(Beginning of RECORDS FOR THE EXERCISE)

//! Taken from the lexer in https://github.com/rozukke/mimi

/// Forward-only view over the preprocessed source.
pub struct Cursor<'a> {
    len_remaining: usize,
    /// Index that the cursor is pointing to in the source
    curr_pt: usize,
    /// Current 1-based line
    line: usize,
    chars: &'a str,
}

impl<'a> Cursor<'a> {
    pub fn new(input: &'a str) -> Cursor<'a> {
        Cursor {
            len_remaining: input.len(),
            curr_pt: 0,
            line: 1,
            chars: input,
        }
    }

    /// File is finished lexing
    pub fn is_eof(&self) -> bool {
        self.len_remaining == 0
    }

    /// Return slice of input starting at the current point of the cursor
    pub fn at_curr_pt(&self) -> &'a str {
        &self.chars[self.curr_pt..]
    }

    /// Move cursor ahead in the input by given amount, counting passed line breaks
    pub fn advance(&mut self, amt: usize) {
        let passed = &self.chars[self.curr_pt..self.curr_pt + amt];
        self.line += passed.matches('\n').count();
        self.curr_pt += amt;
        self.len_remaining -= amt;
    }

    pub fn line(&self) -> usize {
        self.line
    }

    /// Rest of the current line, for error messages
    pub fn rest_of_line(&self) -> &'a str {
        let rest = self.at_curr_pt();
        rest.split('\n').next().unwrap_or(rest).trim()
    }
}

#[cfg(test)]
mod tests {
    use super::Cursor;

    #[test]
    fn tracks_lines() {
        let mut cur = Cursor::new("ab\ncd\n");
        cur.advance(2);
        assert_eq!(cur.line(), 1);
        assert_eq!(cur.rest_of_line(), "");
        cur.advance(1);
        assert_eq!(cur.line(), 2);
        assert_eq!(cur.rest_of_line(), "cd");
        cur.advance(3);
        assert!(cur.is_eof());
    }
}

(End of RECORDS FOR THE EXERCISE)

# [WHAT YOU HAVE TO DO]
In the listing above, find each line with the word "chars" and copy it out.

# [EXERCISE SOLUTION]
    chars: &'a str,
            chars: input,
        &self.chars[self.curr_pt..]
        let passed = &self.chars[self.curr_pt..self.curr_pt + amt];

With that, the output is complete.